Si yo quiero colgar un cuadro necesito conseguir un martillo, pero cuando lo consigo no me siento a esperar satisfecho, me pongo a utilizarlo. Un plan es una herramienta, cuando uno lo realiza no ha hecho más que comprar el martillo para colgar el cuadro, así que si dejamos el utensilio en el fondo de un cajón, la habitación va a seguir sin estar decorada.

¿Es nuestro plan de Marketing una herramienta que usamos en el día a día? Si la respuesta es no, el plan no sirve para nada aunque lo haya realizado el mayor experto en Marketing de la historia.

Mito 4. El modelo de plan determina que sea mejor o peor.

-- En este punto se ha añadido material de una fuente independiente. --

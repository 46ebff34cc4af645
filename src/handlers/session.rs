use std::path::{Path, PathBuf};

use anyhow::Result;
use tokio::io::{AsyncBufRead, AsyncBufReadExt, AsyncWriteExt, BufReader};
use tokio::task::{JoinError, JoinSet};
use tracing::{error, info, warn};

use crate::error::StudioError;
use crate::handlers::studio::{describe_failure_message, Studio, RENDER_FAILURE_MESSAGE};
use crate::llm::media::DataUrl;
use crate::studio::model::{
    AspectRatio, CharacterField, EditableField, OutputKind, ReferenceSlot, SceneField,
    StudioState,
};
use crate::studio::styles::{find_preset, STYLE_PRESETS};

const HELP_TEXT: &str = "\
Commands:
  set <field> <text>        edit a field (base_description, face, eyes, clothes, body,
                            setting, visual_style, action, dialogue1..3); empty text clears it
  style <name|number>       append a visual style preset
  styles                    list the style presets
  attach <slot> <path>      load an image into a slot (reference | character)
  detach <slot>             clear a slot
  describe <slot>           fill the DNA from the slot's image
  json [image|video]        translate and compose the scene JSON (default: video)
  render [1:1|16:9|9:16]    translate, compose and render an image
  show                      print the current session
  export [path]             write the last generated JSON
  save [dir]                write the displayed render as PNG
  reset                     clear every field, image and output
  help                      show this text
  quit                      leave the session";

const JSON_EXPORT_FILE: &str = "studio_scene.json";

#[derive(Debug, Clone, PartialEq, Eq)]
pub enum SessionCommand {
    Set { field: EditableField, value: String },
    Style(&'static str),
    Styles,
    Attach { slot: ReferenceSlot, path: PathBuf },
    Detach(ReferenceSlot),
    Describe(ReferenceSlot),
    Json(OutputKind),
    Render(Option<AspectRatio>),
    Show,
    Export(Option<PathBuf>),
    Save(Option<PathBuf>),
    Reset,
    Help,
    Quit,
}

fn split_word(text: &str) -> (&str, &str) {
    let text = text.trim_start();
    match text.find(char::is_whitespace) {
        Some(index) => (&text[..index], text[index..].trim()),
        None => (text, ""),
    }
}

fn require<'a>(value: &'a str, usage: &str) -> Result<&'a str, String> {
    if value.is_empty() {
        Err(format!("Usage: {usage}"))
    } else {
        Ok(value)
    }
}

fn optional_path(value: &str) -> Option<PathBuf> {
    (!value.is_empty()).then(|| PathBuf::from(value))
}

/// Parses one input line. Blank lines yield `Ok(None)`.
pub fn parse_command(line: &str) -> Result<Option<SessionCommand>, String> {
    let (name, rest) = split_word(line);
    if name.is_empty() {
        return Ok(None);
    }

    let command = match name.to_ascii_lowercase().as_str() {
        "set" => {
            let (field, value) = split_word(rest);
            let field = require(field, "set <field> <text>")?.parse::<EditableField>()?;
            SessionCommand::Set {
                field,
                value: value.to_string(),
            }
        }
        "style" => {
            let query = require(rest, "style <name|number>")?;
            let preset =
                find_preset(query).ok_or_else(|| format!("Unknown style preset '{query}'"))?;
            SessionCommand::Style(preset)
        }
        "styles" => SessionCommand::Styles,
        "attach" => {
            let (slot, path) = split_word(rest);
            let slot = require(slot, "attach <slot> <path>")?.parse::<ReferenceSlot>()?;
            let path = require(path, "attach <slot> <path>")?;
            SessionCommand::Attach {
                slot,
                path: PathBuf::from(path),
            }
        }
        "detach" => SessionCommand::Detach(require(rest, "detach <slot>")?.parse()?),
        "describe" => SessionCommand::Describe(require(rest, "describe <slot>")?.parse()?),
        "json" => {
            let kind = if rest.is_empty() {
                OutputKind::Video
            } else {
                rest.parse().map_err(|err: StudioError| err.to_string())?
            };
            SessionCommand::Json(kind)
        }
        "render" => {
            let aspect = if rest.is_empty() {
                None
            } else {
                Some(rest.parse().map_err(|err: StudioError| err.to_string())?)
            };
            SessionCommand::Render(aspect)
        }
        "show" => SessionCommand::Show,
        "export" => SessionCommand::Export(optional_path(rest)),
        "save" => SessionCommand::Save(optional_path(rest)),
        "reset" => SessionCommand::Reset,
        "help" | "?" => SessionCommand::Help,
        "quit" | "exit" => SessionCommand::Quit,
        other => return Err(format!("Unknown command '{other}'. Type 'help'.")),
    };
    Ok(Some(command))
}

fn slot_summary(image: Option<&str>) -> String {
    match image.map(DataUrl::parse) {
        None => "(empty)".to_string(),
        Some(Ok(data_url)) => format!("{} ({} base64 chars)", data_url.mime_type, data_url.data.len()),
        Some(Err(_)) => "(unreadable)".to_string(),
    }
}

fn display_value(value: &str) -> &str {
    if value.is_empty() {
        "-"
    } else {
        value
    }
}

pub fn render_state_summary(state: &StudioState, generated_image: Option<&str>) -> String {
    let mut lines = vec!["Character DNA:".to_string()];
    for field in CharacterField::ALL {
        lines.push(format!(
            "  {:<17}{}",
            field.key(),
            display_value(state.character_dna.get(field))
        ));
    }
    lines.push("Scene:".to_string());
    let scene = &state.scene;
    for (field, value) in [
        (SceneField::Action, &scene.action),
        (SceneField::Dialogue1, &scene.dialogue1),
        (SceneField::Dialogue2, &scene.dialogue2),
        (SceneField::Dialogue3, &scene.dialogue3),
    ] {
        lines.push(format!("  {:<17}{}", field.key(), display_value(value)));
    }
    lines.push("Images:".to_string());
    for slot in [ReferenceSlot::Reference, ReferenceSlot::Character] {
        lines.push(format!(
            "  {:<17}{}",
            slot.as_str(),
            slot_summary(state.reference(slot))
        ));
    }
    lines.push(format!("  {:<17}{}", "render", slot_summary(generated_image)));
    lines.push(match &state.last_generated_output {
        Some(output) => format!("Last prompt: {}", output.final_prompt_for_ai),
        None => "Last prompt: -".to_string(),
    });
    lines.join("\n")
}

fn session_notice(err: &StudioError) -> Option<String> {
    match err {
        StudioError::Busy(what) => Some(format!("{what} is already in progress.")),
        StudioError::SessionReset => Some("Discarded a result from before the reset.".to_string()),
        _ => None,
    }
}

fn spawn_json(tasks: &mut JoinSet<()>, studio: &Studio, kind: OutputKind) {
    let studio = studio.clone();
    tasks.spawn(async move {
        match studio.generate_json(kind).await {
            Ok(output) => match serde_json::to_string_pretty(&output) {
                Ok(text) => println!("{text}"),
                Err(err) => error!("Failed to format scene JSON: {err}"),
            },
            Err(err) => match session_notice(&err) {
                Some(notice) => println!("{notice}"),
                None => eprintln!("Error generating JSON: {err}"),
            },
        }
    });
}

fn spawn_render(tasks: &mut JoinSet<()>, studio: &Studio, aspect_ratio: AspectRatio) {
    let studio = studio.clone();
    tasks.spawn(async move {
        match studio.render(aspect_ratio).await {
            Ok(image) => println!(
                "Render ready ({}). Use 'save' to write it to disk.",
                slot_summary(Some(&image))
            ),
            Err(err) => match session_notice(&err) {
                Some(notice) => println!("{notice}"),
                None => eprintln!("{RENDER_FAILURE_MESSAGE}"),
            },
        }
    });
}

fn spawn_describe(tasks: &mut JoinSet<()>, studio: &Studio, slot: ReferenceSlot) {
    let studio = studio.clone();
    tasks.spawn(async move {
        match studio.describe_slot(slot).await {
            Ok(Some(_)) => println!("DNA updated from the {} image.", slot.as_str()),
            Ok(None) => println!("The {} slot is empty.", slot.as_str()),
            Err(err) => match session_notice(&err) {
                Some(notice) => println!("{notice}"),
                None => eprintln!("{}", describe_failure_message(slot)),
            },
        }
    });
}

fn log_task_outcome(outcome: Result<(), JoinError>) {
    if let Err(err) = outcome {
        error!("Session request task failed: {err}");
    }
}

/// Runs one command. Returns `false` when the session should end.
async fn handle_command(
    studio: &Studio,
    tasks: &mut JoinSet<()>,
    command: SessionCommand,
    default_aspect_ratio: AspectRatio,
    output_dir: &Path,
) -> Result<bool> {
    match command {
        SessionCommand::Set { field, value } => {
            studio.edit_field(field, &value);
        }
        SessionCommand::Style(preset) => {
            let style = studio.add_style(preset);
            println!("visual_style: {style}");
        }
        SessionCommand::Styles => {
            for (index, preset) in STYLE_PRESETS.iter().enumerate() {
                println!("{:>3}. {preset}", index + 1);
            }
        }
        SessionCommand::Attach { slot, path } => {
            match studio.attach_reference(slot, &path).await {
                Ok(mime_type) => println!("Attached {} as {mime_type}.", path.display()),
                Err(err) => eprintln!("Could not read {}: {err}", path.display()),
            }
        }
        SessionCommand::Detach(slot) => studio.clear_reference(slot),
        SessionCommand::Describe(slot) => spawn_describe(tasks, studio, slot),
        SessionCommand::Json(kind) => spawn_json(tasks, studio, kind),
        SessionCommand::Render(aspect_ratio) => {
            spawn_render(tasks, studio, aspect_ratio.unwrap_or(default_aspect_ratio))
        }
        SessionCommand::Show => {
            let store = studio.store();
            let image = store.generated_image();
            println!("{}", render_state_summary(&store.get(), image.as_deref()));
            if store.is_generating() {
                println!("(generation in progress)");
            }
        }
        SessionCommand::Export(path) => {
            let path = path.unwrap_or_else(|| output_dir.join(JSON_EXPORT_FILE));
            if studio.export_json(&path).await? {
                println!("Wrote {}", path.display());
            } else {
                println!("Nothing generated yet.");
            }
        }
        SessionCommand::Save(dir) => {
            let dir = dir.unwrap_or_else(|| output_dir.to_path_buf());
            match studio.save_render(&dir).await? {
                Some(path) => println!("Wrote {}", path.display()),
                None => println!("No render to save."),
            }
        }
        SessionCommand::Reset => {
            studio.reset();
            println!("Session cleared.");
        }
        SessionCommand::Help => println!("{HELP_TEXT}"),
        SessionCommand::Quit => return Ok(false),
    }
    Ok(true)
}

/// Interactive session over stdin. Generation and description run in the
/// background so edits keep flowing while they are in flight.
pub async fn run_session(
    studio: Studio,
    default_aspect_ratio: AspectRatio,
    output_dir: PathBuf,
) -> Result<()> {
    println!("Studio Director. Type 'help' for commands.");
    let input = BufReader::new(tokio::io::stdin());
    run_session_with(&studio, input, default_aspect_ratio, &output_dir).await
}

/// Reads commands until EOF, `quit` or Ctrl-C, then waits for every request
/// that was already dispatched.
async fn run_session_with<R>(
    studio: &Studio,
    input: R,
    default_aspect_ratio: AspectRatio,
    output_dir: &Path,
) -> Result<()>
where
    R: AsyncBufRead + Unpin,
{
    let mut tasks = JoinSet::new();
    let outcome = read_commands(studio, input, &mut tasks, default_aspect_ratio, output_dir).await;

    if !tasks.is_empty() {
        println!("Waiting for {} request(s) to finish...", tasks.len());
    }
    while let Some(finished) = tasks.join_next().await {
        log_task_outcome(finished);
    }
    outcome
}

async fn read_commands<R>(
    studio: &Studio,
    input: R,
    tasks: &mut JoinSet<()>,
    default_aspect_ratio: AspectRatio,
    output_dir: &Path,
) -> Result<()>
where
    R: AsyncBufRead + Unpin,
{
    let mut lines = input.lines();
    let mut stdout = tokio::io::stdout();

    loop {
        while let Some(finished) = tasks.try_join_next() {
            log_task_outcome(finished);
        }
        stdout.write_all(b"> ").await?;
        stdout.flush().await?;

        let line = tokio::select! {
            line = lines.next_line() => line?,
            _ = tokio::signal::ctrl_c() => {
                info!("Interrupted, closing session");
                break;
            }
        };
        let Some(line) = line else {
            break;
        };

        let command = match parse_command(&line) {
            Ok(Some(command)) => command,
            Ok(None) => continue,
            Err(message) => {
                println!("{message}");
                continue;
            }
        };
        match handle_command(studio, tasks, command, default_aspect_ratio, output_dir).await {
            Ok(true) => {}
            Ok(false) => break,
            Err(err) => {
                warn!("Session command failed: {err:#}");
                eprintln!("{err:#}");
            }
        }
    }
    Ok(())
}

El plan debe incluir unos puntos clave básicos, que son los puntos clave de una buena planificación estratégica, pero atarse ciegamente a una estructura suele ser motivo de no extraer rendimiento del esfuerzo.

Si uno hace una búsqueda por Internet ¿cuántos modelos de plan distintos puede encontrar? ¿Cómo saber cuál es el correcto? ¿Cuántos modelos más podemos añadir si además de buscar en la red nos preocupamos por echar un vistazo a libros sobre el tema?

No hace mucho leí el plan de Marketing que Seth Godin realizó para uno de sus primeros libros (Seth Godin es uno de esos expertos en Marketing que realmente lo son). No tenía partes excesivamente diferenciadas, no tenía un modelo por puntos que seguir ciegamente y no tenía ningún gráfico a color o complejos análisis...

De hecho era como una narración escrita con ciertos pasos y poco más. Como en todos los planes algunas cosas funcionaron muy bien y otras no tanto, pero en general fue un éxito (y bastante remarcable) sin necesidad de seguir ciegamente un modelo concreto.

La solución para desterrar este y otros mitos sobre los Planes de Marketing es la siguiente. Ser conscientes de que la única medida válida para saber si un plan de Marketing es bueno es si nos resultando útil.

No es la complejidad, ni el número de páginas, ni el modelo que seguimos... es la si de verdad sirve para algo.

Si es así, el plan es bueno.

Si estamos siguiendo un extenso modelo por puntos tomado de un libro escrito por un experto y nos funciona, perfecto.

Si tenemos una hoja de papel llena de tachones pero nos ayuda a saber qué tenemos que hacer cada día y qué está funcionando mejor, entonces perfecto también.

La cuestión es, si nuestra realidad con los planes de Marketing no es todo lo satisfactoria que deseamos, quizá queramos echar un vistazo para ver si estos problemas y mitos nos afectan y qué remedio empezar a ponerles.